Microbial Experimental Evolution: social behavior, mutualism, and predator-prey interactions

Richard Lenski made microbial experimental evolution famous with his twelve flasks of Escherichia coli in minimal media, simply transferred daily without fail since 1988 for 75,000 generations in the Lenski lab.  The changes he documented along the way are monumental and occurred in the absence of any further manipulation.

Another approach to experimental evolution is to change something thought to be important and see if the predicted response occurs. This can be done in a relatively short time involving tens or hundreds of generations rather than thousands. Here I discuss several such experiments with the social amoeba Dictyostelium discoideum. This organism has a social stage in which tens of thousands of formerly independent amoebas aggregate into a fruiting body in which about 20% die to form a stalk which facilitates dispersal of the remaining 80% of hardy spores. Another attribute of D. discoideum is that it carries symbiotic bacteria which change its ability to consume bacteria.
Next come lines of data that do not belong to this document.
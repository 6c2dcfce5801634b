//! The per-agent steering state machine.
//!
//! # States
//!
//! | State      | Meaning                                                      |
//! |------------|--------------------------------------------------------------|
//! | `Idle`     | No active task, zero velocity.  Initial and terminal.        |
//! | `Facing`   | Rotating toward a fixed point; no translation.               |
//! | `Arriving` | Following a smoothed path to a fixed goal, easing near it.   |
//! | `Chasing`  | Following a smoothed path to a *moving* target, replanning.  |
//! | `Disabled` | Inert.  Every request is a silent no-op until `enable()`.    |
//!
//! Every public request first performs `stop()` — cancelling the in-flight
//! task and clearing velocity — then computes what it needs and arms the new
//! state.  Requests never queue.
//!
//! # Per-tick algorithm (`Arriving` / `Chasing`)
//!
//! 1. (`Chasing` only) if the target drifted beyond the recalculation
//!    distance, recompute the path from the current position; a failed
//!    replan degrades to holding position until the next window.
//! 2. Re-smooth: pick the furthest visible waypoint from the *current*
//!    position.
//! 3. Rotate the heading toward it at the bounded angular rate.
//! 4. If the remaining angle exceeds the movement-angle threshold, skip
//!    translation this tick (finish turning first).
//! 5. Speed: full while off the final waypoint or outside the satisfaction
//!    radius; eased (`distance / time_to_target`) inside it; full stop —
//!    firing the completion — inside the arrival threshold.
//! 6. Advance the waypoint index once within the arrival threshold of a
//!    non-final waypoint.

use nav_core::vec2::{angle_between, rotate_toward};
use nav_core::{AgentId, Vec2};
use nav_graph::Path;

use crate::body::Body;
use crate::context::SteerContext;
use crate::error::{SteerError, SteerResult};
use crate::smoother::smooth_index;

/// Continuation fired exactly once when a task completes successfully.
pub type Completion = Box<dyn FnOnce()>;

/// Outcome of one `tick` call.
#[derive(Debug, Copy, Clone, PartialEq, Eq)]
pub enum TickStatus {
    /// No active task (`Idle` or `Disabled`).
    Still,
    /// Task in progress — rotating or translating.
    Moving,
    /// Task finished this tick; the completion, if any, has fired.
    Completed,
    /// The chase target ceased to exist; task abandoned without completion.
    TargetLost,
}

// ── Tuning parameters ─────────────────────────────────────────────────────────

/// Steering tuning knobs.  Defaults match the reference arena agents.
#[derive(Copy, Clone, Debug)]
pub struct SteerParams {
    /// Maximum translation speed, units/second.
    pub max_linear_speed: f32,

    /// Maximum rotation rate, radians/second.
    pub max_turn_rate: f32,

    /// Distance at which a waypoint counts as reached and movement stops.
    pub arrive_threshold: f32,

    /// Distance from the final waypoint inside which speed eases down.
    pub satisfaction_radius: f32,

    /// Easing divisor: eased speed = remaining distance / this (seconds).
    pub time_to_target: f32,

    /// Heading error above which the agent turns in place instead of
    /// translating, radians.
    pub max_movement_angle: f32,

    /// Residual heading error at which a `face` task counts as done, radians.
    pub facing_tolerance: f32,

    /// Target drift beyond which a chase recomputes its path.
    pub chase_recalc_distance: f32,

    /// The agent's clearance radius, used for smoothing probes.
    pub clearance: f32,
}

impl Default for SteerParams {
    fn default() -> Self {
        Self {
            max_linear_speed: 3.0,
            // 7.5° per 20 ms physics tick.
            max_turn_rate: 7.5f32.to_radians() / 0.02,
            arrive_threshold: 0.1,
            satisfaction_radius: 1.0,
            time_to_target: 0.25,
            max_movement_angle: 90.0f32.to_radians(),
            facing_tolerance: 1.0f32.to_radians(),
            chase_recalc_distance: 1.0,
            clearance: 0.45,
        }
    }
}

// ── State machine ─────────────────────────────────────────────────────────────

/// An active path-following task.
struct Travel {
    path: Path,
    /// Index of the current steering target within `path.waypoints`.
    index: usize,
    /// Caller-specified "close enough" distance to the literal goal.
    acceptance: f32,
}

enum Mode {
    Idle,
    Disabled,
    Facing { target: Vec2 },
    Arriving { travel: Travel },
    Chasing { travel: Travel, target: AgentId, last_known: Vec2 },
}

/// Steering state and behavior for one agent.
///
/// Exclusively owned by its agent and mutated only from that agent's own
/// requests and per-tick step; never shared.
pub struct SteeringController {
    /// The agent's kinematic body.
    pub body: Body,
    params: SteerParams,
    mode: Mode,
    completion: Option<Completion>,
}

impl SteeringController {
    pub fn new(position: Vec2, heading: f32, params: SteerParams) -> Self {
        Self {
            body: Body::new(position, heading),
            params,
            mode: Mode::Idle,
            completion: None,
        }
    }

    // ── Read-only state ───────────────────────────────────────────────────

    /// `true` when the agent's velocity is zero.
    #[inline]
    pub fn is_still(&self) -> bool {
        self.body.velocity.is_zero()
    }

    #[inline]
    pub fn velocity(&self) -> Vec2 {
        self.body.velocity
    }

    #[inline]
    pub fn is_disabled(&self) -> bool {
        matches!(self.mode, Mode::Disabled)
    }

    /// `true` when no task is armed (also `true` while disabled).
    pub fn is_idle(&self) -> bool {
        matches!(self.mode, Mode::Idle | Mode::Disabled)
    }

    pub fn params(&self) -> &SteerParams {
        &self.params
    }

    // ── Requests ──────────────────────────────────────────────────────────

    /// Move to `target` along the shortest clear path.
    ///
    /// Specialization of [`arrive`](Self::arrive) with a zero acceptance
    /// radius and no completion.
    pub fn move_to(&mut self, ctx: &SteerContext<'_>, target: Vec2) -> SteerResult<()> {
        self.arrive(ctx, target, 0.0, None)
    }

    /// Move to `target`, decelerating on approach and finishing within
    /// `acceptance` of it.
    ///
    /// An unreachable goal stops the agent in place and reports
    /// [`SteerError::NoPath`]; the agent never moves on an invalid path.
    /// Silent no-op while disabled.
    pub fn arrive(
        &mut self,
        ctx: &SteerContext<'_>,
        target: Vec2,
        acceptance: f32,
        on_complete: Option<Completion>,
    ) -> SteerResult<()> {
        if self.is_disabled() {
            return Ok(());
        }
        self.stop(false);

        let path = self.compute_path(ctx, target)?;
        self.completion = on_complete;
        self.mode = Mode::Arriving {
            travel: Travel { path, index: 0, acceptance },
        };
        Ok(())
    }

    /// Rotate in place until facing `target`.  Silent no-op while disabled.
    pub fn face(&mut self, target: Vec2, on_complete: Option<Completion>) {
        if self.is_disabled() {
            return;
        }
        self.stop(false);
        self.completion = on_complete;
        self.mode = Mode::Facing { target };
    }

    /// Pursue the moving agent `target`, replanning as it drifts, finishing
    /// within `acceptance` of it.  Silent no-op while disabled.
    pub fn chase(
        &mut self,
        ctx: &SteerContext<'_>,
        target: AgentId,
        acceptance: f32,
        on_complete: Option<Completion>,
    ) -> SteerResult<()> {
        if self.is_disabled() {
            return Ok(());
        }
        self.stop(false);

        let Some(target_pos) = ctx.targets.target_position(target) else {
            return Err(SteerError::TargetLost(target));
        };
        let path = self.compute_path(ctx, target_pos)?;
        self.completion = on_complete;
        self.mode = Mode::Chasing {
            travel: Travel { path, index: 0, acceptance },
            target,
            last_known: target_pos,
        };
        Ok(())
    }

    /// Cancel the active task and zero the velocity.
    ///
    /// With `completed = true` a registered completion continuation fires
    /// exactly once before being cleared; otherwise it is discarded unfired.
    /// Does not leave the `Disabled` state.
    pub fn stop(&mut self, completed: bool) {
        self.body.velocity = Vec2::ZERO;
        if !self.is_disabled() {
            self.mode = Mode::Idle;
        }
        let continuation = self.completion.take();
        if completed {
            if let Some(continuation) = continuation {
                continuation();
            }
        }
    }

    /// Stop and ignore all further requests until [`enable`](Self::enable).
    pub fn disable(&mut self) {
        self.stop(false);
        self.mode = Mode::Disabled;
    }

    /// Re-arm a disabled controller (back to `Idle`).
    pub fn enable(&mut self) {
        if self.is_disabled() {
            self.mode = Mode::Idle;
        }
    }

    // ── Per-tick step ─────────────────────────────────────────────────────

    /// Advance the active task by one fixed timestep of `dt` seconds.
    pub fn tick(&mut self, ctx: &SteerContext<'_>, dt: f32) -> TickStatus {
        match std::mem::replace(&mut self.mode, Mode::Idle) {
            Mode::Idle => TickStatus::Still,
            Mode::Disabled => {
                self.mode = Mode::Disabled;
                TickStatus::Still
            }
            Mode::Facing { target } => self.tick_facing(target, dt),
            Mode::Arriving { travel } => self.tick_travel(ctx, travel, None, dt),
            Mode::Chasing { travel, target, last_known } => {
                self.tick_travel(ctx, travel, Some((target, last_known)), dt)
            }
        }
    }

    // ── Internals ─────────────────────────────────────────────────────────

    fn compute_path(&mut self, ctx: &SteerContext<'_>, target: Vec2) -> SteerResult<Path> {
        match ctx.find_path(self.body.position, target) {
            Ok(path) => Ok(path),
            Err(err) => {
                log::warn!("path to {target} could not be computed: {err}");
                self.stop(false);
                Err(err.into())
            }
        }
    }

    fn tick_facing(&mut self, target: Vec2, dt: f32) -> TickStatus {
        let to_target = target - self.body.position;
        if to_target.length() <= f32::EPSILON {
            // Facing a point we are standing on: trivially done.
            self.stop(true);
            return TickStatus::Completed;
        }
        let desired = to_target.angle();
        self.body.heading =
            rotate_toward(self.body.heading, desired, self.params.max_turn_rate * dt);

        if angle_between(self.body.heading, desired) <= self.params.facing_tolerance {
            self.stop(true);
            TickStatus::Completed
        } else {
            self.mode = Mode::Facing { target };
            TickStatus::Moving
        }
    }

    /// One step of `Arriving` (`chase == None`) or `Chasing`.
    fn tick_travel(
        &mut self,
        ctx: &SteerContext<'_>,
        mut travel: Travel,
        chase: Option<(AgentId, Vec2)>,
        dt: f32,
    ) -> TickStatus {
        let p = self.params;

        // Chase bookkeeping: live target position, replanning, arrival.
        let chase = if let Some((target, last_known)) = chase {
            let Some(current) = ctx.targets.target_position(target) else {
                log::debug!("chase target {target} lost");
                self.stop(false);
                return TickStatus::TargetLost;
            };

            if self.body.position.distance(current)
                <= travel.acceptance.max(p.arrive_threshold)
            {
                self.stop(true);
                return TickStatus::Completed;
            }

            let mut last_known = last_known;
            if last_known.distance(current) > p.chase_recalc_distance {
                match ctx.find_path(self.body.position, current) {
                    Ok(path) => {
                        travel = Travel { path, index: 0, acceptance: travel.acceptance };
                        last_known = current;
                    }
                    Err(err) => {
                        // Hold position; the drift check fires again next
                        // tick, giving a natural retry window.
                        log::warn!("chase replan failed: {err}");
                        self.body.velocity = Vec2::ZERO;
                        self.mode = Mode::Chasing { travel, target, last_known };
                        return TickStatus::Moving;
                    }
                }
            }
            Some((target, last_known))
        } else {
            None
        };

        if travel.path.is_empty() {
            // Precondition violation — a request never arms an empty path.
            log::warn!("steering tick on an empty path; stopping");
            self.stop(false);
            return TickStatus::Still;
        }

        // String-pulling from the current position.
        travel.index = smooth_index(
            ctx.oracle,
            &self.body.collision_enabled,
            self.body.position,
            &travel.path.waypoints,
            travel.index,
            p.clearance,
            travel.acceptance.max(p.arrive_threshold),
        );

        let target_wp = travel.path.waypoints[travel.index];
        let to_target = target_wp - self.body.position;
        let distance = to_target.length();
        let on_final = travel.index == travel.path.waypoints.len() - 1;
        let arrive_radius = travel.acceptance.max(p.arrive_threshold);

        // Rotate first; translate only once roughly facing the target.
        if distance > f32::EPSILON {
            let desired = to_target.angle();
            self.body.heading =
                rotate_toward(self.body.heading, desired, p.max_turn_rate * dt);
            if angle_between(self.body.heading, desired) > p.max_movement_angle {
                self.body.velocity = Vec2::ZERO;
                self.restore_travel(travel, chase);
                return TickStatus::Moving;
            }
        }

        // Speed selection.
        let speed = if on_final && distance <= arrive_radius {
            self.stop(true);
            return TickStatus::Completed;
        } else if !on_final || distance > p.satisfaction_radius.max(arrive_radius) {
            p.max_linear_speed
        } else {
            (distance / p.time_to_target).min(p.max_linear_speed)
        };

        self.body.velocity = self.body.forward() * speed;
        self.body.position += self.body.velocity * dt;

        // Advance past a reached intermediate waypoint.
        if !on_final && self.body.position.distance(target_wp) < p.arrive_threshold {
            travel.index += 1;
        }

        self.restore_travel(travel, chase);
        TickStatus::Moving
    }

    fn restore_travel(&mut self, travel: Travel, chase: Option<(AgentId, Vec2)>) {
        self.mode = match chase {
            Some((target, last_known)) => Mode::Chasing { travel, target, last_known },
            None => Mode::Arriving { travel },
        };
    }
}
We manipulate relatedness in the social stage to see if cooperation diminishes and then find the gene behind it. We remove the social stage to see if clones become less good at becoming reproductive spores instead of somatic stalks. We see if social stage somatic function is compromised. We make pseudo-organisms and manipulate the location of the germ line to see if cells compete to join it. We remove a symbiont to see if symbiont or host become more or less cooperative. Finally, we look at D. discoideum as a generalist predator that has costs when food bacteria change.

Taken together, these experiments show the promise of experimental evolution and the ease with which fundamental concepts in biology can be tested in microbial systems.

Hosted by Dr. Steve Diggle